*** Data shown ***

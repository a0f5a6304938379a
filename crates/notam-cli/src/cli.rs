//! CLI argument definitions for the NOTAM codec.

use std::path::PathBuf;

use clap::{Args, Parser, Subcommand, ValueEnum};
use clap_verbosity_flag::{Verbosity, WarnLevel};
use colorchoice_clap::Color;

#[derive(Parser)]
#[command(
    name = "notam",
    version,
    about = "NOTAM codec - Convert notice text to and from ICAO abbreviations",
    long_about = "Convert plain-language NOTAM text to its abbreviated form and back.\n\n\
                  Abbreviations come from a CSV dictionary with 'phrase' and\n\
                  'abbreviation' columns. Abbreviations shared by several phrases\n\
                  decode to every candidate, separated by '/'."
)]
pub struct Cli {
    #[command(subcommand)]
    pub command: Command,

    /// Adjust log verbosity (-v for info, -vv for debug, -q for errors only).
    #[command(flatten)]
    pub verbosity: Verbosity<WarnLevel>,

    /// Control ANSI color output (auto, always, never).
    #[command(flatten)]
    pub color: Color,

    /// Explicit log level (overrides -v/-q flags).
    #[arg(long = "log-level", value_enum, global = true)]
    pub log_level: Option<LogLevelArg>,

    /// Log output format (pretty for human, json for machine parsing).
    #[arg(
        long = "log-format",
        value_enum,
        default_value = "pretty",
        global = true
    )]
    pub log_format: LogFormatArg,

    /// Write logs to a file instead of stderr.
    #[arg(long = "log-file", value_name = "PATH", global = true)]
    pub log_file: Option<PathBuf>,

    /// Abbreviation dictionary CSV (default: $NOTAM_DICTIONARY, config, bundled).
    #[arg(long = "dictionary", short = 'd', value_name = "PATH", global = true)]
    pub dictionary: Option<PathBuf>,

    /// Reject dictionary rows with a blank phrase or abbreviation.
    #[arg(long = "strict", global = true)]
    pub strict: bool,

    /// Configuration file (default: ./notam.toml when present).
    #[arg(long = "config", value_name = "PATH", global = true)]
    pub config: Option<PathBuf>,
}

#[derive(Subcommand)]
pub enum Command {
    /// Replace plain-language phrases with their abbreviations.
    Encode(TransformArgs),

    /// Expand abbreviations into plain-language phrases.
    Decode(TransformArgs),

    /// Suggest dictionary phrases or abbreviations close to a word.
    Suggest(SuggestArgs),

    /// Show the loaded dictionary and how it was built.
    Dictionary(DictionaryArgs),
}

#[derive(Args)]
pub struct TransformArgs {
    /// NOTAM text. Reads standard input when omitted.
    #[arg(value_name = "TEXT")]
    pub text: Vec<String>,

    /// Read the NOTAM text from a file.
    #[arg(long = "input", short = 'i', value_name = "FILE", conflicts_with = "text")]
    pub input: Option<PathBuf>,

    /// Also write the result to a file.
    #[arg(long = "output", short = 'o', value_name = "FILE")]
    pub output: Option<PathBuf>,
}

#[derive(Args)]
pub struct SuggestArgs {
    /// Word or phrase to look up.
    #[arg(value_name = "WORD", required = true)]
    pub word: Vec<String>,

    /// Maximum number of suggestions (default from config, else 3).
    #[arg(long = "limit", short = 'n')]
    pub limit: Option<usize>,

    /// Minimum similarity between 0 and 1 (default from config, else 0.6).
    #[arg(long = "cutoff", value_parser = parse_cutoff)]
    pub cutoff: Option<f64>,

    /// Print suggestions as JSON.
    #[arg(long = "json")]
    pub json: bool,
}

#[derive(Args)]
pub struct DictionaryArgs {
    /// Only list abbreviations shared by more than one phrase.
    #[arg(long = "ambiguous")]
    pub ambiguous: bool,

    /// Print the build report as JSON instead of tables.
    #[arg(long = "json")]
    pub json: bool,
}

fn parse_cutoff(raw: &str) -> Result<f64, String> {
    let value: f64 = raw
        .trim()
        .parse()
        .map_err(|_| format!("'{raw}' is not a number"))?;
    if value.is_finite() && (0.0..=1.0).contains(&value) {
        Ok(value)
    } else {
        Err(format!("cutoff must be between 0 and 1, got '{raw}'"))
    }
}

/// CLI log level choices.
#[derive(Clone, Copy, ValueEnum)]
pub enum LogLevelArg {
    Error,
    Warn,
    Info,
    Debug,
    Trace,
}

/// CLI log format choices.
#[derive(Clone, Copy, ValueEnum)]
pub enum LogFormatArg {
    Pretty,
    Compact,
    Json,
}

*** End of Data shown ***

Copy all lines of the records that have the string "LogFormatArg" in them.

Exercise result ->
    pub log_format: LogFormatArg,
pub enum LogFormatArg {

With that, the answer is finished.